— Problem details —
For the entries that follow, give the number of lines holding the string "Ordering" and nothing more.

— Supplied information —
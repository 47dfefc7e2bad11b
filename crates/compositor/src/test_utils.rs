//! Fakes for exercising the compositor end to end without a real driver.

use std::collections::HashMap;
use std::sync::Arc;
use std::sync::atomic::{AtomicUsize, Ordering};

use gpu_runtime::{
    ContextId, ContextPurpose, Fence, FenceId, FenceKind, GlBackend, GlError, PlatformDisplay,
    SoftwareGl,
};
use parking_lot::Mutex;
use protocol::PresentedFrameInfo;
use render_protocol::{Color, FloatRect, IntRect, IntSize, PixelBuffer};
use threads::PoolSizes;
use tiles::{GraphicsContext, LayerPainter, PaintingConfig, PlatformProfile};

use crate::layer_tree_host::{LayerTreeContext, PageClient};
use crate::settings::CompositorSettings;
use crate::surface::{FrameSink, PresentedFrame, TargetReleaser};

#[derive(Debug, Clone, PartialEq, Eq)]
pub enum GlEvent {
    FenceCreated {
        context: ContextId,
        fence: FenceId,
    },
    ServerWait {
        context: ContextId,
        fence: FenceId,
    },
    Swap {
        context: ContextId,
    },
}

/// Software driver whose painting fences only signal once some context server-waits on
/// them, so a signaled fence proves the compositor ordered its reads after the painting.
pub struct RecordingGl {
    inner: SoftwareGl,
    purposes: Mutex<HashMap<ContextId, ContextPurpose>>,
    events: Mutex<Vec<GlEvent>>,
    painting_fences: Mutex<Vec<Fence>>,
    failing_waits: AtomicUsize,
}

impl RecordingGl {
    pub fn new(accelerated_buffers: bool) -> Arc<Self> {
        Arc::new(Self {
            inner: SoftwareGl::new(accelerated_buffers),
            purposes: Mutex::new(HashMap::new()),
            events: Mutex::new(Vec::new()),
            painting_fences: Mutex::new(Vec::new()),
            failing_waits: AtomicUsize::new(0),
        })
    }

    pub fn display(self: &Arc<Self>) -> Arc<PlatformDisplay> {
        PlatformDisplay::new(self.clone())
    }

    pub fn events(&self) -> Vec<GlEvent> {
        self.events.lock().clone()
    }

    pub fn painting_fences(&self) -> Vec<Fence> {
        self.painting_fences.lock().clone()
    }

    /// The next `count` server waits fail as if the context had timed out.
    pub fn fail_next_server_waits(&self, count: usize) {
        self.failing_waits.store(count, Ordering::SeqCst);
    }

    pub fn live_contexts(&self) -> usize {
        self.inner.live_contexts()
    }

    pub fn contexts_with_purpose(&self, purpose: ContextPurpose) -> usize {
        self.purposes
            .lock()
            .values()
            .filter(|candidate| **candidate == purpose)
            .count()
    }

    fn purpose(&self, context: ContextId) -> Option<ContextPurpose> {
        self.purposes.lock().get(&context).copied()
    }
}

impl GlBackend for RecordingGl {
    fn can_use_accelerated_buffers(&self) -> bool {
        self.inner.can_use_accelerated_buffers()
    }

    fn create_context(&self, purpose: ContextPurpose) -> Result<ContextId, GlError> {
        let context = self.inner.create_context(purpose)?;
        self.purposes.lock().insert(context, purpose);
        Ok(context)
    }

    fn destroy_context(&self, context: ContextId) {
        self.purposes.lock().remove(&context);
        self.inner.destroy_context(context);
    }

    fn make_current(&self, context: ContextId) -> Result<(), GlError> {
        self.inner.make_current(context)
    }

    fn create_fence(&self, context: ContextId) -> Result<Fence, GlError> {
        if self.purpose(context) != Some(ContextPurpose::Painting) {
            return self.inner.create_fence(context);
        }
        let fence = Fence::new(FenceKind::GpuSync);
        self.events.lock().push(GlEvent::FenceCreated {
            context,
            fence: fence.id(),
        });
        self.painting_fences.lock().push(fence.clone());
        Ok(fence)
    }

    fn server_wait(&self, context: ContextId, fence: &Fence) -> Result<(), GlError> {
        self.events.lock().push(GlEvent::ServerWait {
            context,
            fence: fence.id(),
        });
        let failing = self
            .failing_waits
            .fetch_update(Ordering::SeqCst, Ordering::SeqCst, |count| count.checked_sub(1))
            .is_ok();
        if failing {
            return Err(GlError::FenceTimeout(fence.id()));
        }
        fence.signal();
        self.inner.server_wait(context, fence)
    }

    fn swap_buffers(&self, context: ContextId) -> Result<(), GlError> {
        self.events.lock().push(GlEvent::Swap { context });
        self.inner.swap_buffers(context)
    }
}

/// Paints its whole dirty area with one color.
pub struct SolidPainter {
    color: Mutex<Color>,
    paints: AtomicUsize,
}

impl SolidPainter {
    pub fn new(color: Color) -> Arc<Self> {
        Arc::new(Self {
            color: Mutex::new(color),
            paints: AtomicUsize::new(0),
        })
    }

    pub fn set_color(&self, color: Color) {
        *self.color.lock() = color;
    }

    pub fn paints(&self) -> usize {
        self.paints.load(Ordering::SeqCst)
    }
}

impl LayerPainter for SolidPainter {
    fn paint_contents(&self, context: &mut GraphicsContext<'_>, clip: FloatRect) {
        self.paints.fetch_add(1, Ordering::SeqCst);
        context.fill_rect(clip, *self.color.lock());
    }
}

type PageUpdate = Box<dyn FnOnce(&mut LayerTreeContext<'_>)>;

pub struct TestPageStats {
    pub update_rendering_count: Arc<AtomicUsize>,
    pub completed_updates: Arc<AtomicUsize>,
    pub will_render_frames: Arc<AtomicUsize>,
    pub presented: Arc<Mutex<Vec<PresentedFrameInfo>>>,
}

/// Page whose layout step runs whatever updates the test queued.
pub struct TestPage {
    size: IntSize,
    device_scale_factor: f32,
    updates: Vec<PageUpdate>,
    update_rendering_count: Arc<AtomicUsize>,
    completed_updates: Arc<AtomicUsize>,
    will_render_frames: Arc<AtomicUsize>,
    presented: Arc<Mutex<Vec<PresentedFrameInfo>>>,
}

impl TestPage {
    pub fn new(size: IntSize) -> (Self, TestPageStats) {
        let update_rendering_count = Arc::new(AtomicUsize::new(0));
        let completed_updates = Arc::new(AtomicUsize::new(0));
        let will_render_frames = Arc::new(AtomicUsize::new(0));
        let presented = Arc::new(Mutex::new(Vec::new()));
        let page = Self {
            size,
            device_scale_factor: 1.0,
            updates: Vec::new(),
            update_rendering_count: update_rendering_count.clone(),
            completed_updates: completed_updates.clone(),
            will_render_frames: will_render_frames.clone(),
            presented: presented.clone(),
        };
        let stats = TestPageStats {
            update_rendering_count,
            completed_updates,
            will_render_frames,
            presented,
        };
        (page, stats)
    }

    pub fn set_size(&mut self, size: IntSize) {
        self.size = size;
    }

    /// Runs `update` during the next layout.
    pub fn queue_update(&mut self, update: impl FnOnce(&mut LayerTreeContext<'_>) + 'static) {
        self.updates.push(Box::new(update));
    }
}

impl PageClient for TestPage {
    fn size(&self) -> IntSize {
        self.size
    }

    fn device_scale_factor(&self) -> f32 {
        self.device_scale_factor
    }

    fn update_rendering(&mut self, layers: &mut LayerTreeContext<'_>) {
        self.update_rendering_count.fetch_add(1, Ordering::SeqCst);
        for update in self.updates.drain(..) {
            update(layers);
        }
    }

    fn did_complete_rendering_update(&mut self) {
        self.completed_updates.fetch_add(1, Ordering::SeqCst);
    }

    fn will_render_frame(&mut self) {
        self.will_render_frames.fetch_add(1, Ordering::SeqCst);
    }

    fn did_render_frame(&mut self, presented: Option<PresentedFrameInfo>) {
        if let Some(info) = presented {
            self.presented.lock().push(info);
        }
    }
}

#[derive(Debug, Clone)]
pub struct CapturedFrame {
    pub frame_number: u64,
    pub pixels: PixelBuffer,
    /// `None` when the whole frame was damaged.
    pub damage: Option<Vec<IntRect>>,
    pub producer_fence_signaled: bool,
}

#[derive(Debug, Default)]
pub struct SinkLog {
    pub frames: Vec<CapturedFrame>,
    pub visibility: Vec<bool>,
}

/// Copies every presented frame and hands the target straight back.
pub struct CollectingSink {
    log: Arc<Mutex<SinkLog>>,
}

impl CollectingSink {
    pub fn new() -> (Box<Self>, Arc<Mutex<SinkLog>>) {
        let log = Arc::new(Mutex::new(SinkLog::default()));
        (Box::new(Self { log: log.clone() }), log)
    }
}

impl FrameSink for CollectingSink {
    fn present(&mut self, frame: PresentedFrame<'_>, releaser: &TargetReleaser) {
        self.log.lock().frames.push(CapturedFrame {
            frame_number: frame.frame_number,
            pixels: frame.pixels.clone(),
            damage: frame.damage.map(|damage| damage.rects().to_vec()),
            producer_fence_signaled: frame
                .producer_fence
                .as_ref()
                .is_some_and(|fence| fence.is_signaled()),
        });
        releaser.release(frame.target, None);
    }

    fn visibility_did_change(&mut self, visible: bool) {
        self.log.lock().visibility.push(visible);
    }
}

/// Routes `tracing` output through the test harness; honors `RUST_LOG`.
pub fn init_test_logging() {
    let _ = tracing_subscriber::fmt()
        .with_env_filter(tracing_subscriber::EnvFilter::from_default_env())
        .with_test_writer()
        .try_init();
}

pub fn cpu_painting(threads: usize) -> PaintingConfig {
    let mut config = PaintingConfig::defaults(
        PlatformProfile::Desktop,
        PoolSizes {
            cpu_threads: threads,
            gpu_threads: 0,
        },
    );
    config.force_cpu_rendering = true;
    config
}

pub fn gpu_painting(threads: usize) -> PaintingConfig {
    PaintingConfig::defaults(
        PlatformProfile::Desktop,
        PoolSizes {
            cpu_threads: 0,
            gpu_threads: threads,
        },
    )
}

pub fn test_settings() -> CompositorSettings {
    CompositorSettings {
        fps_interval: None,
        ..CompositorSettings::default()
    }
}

— Written answer —
8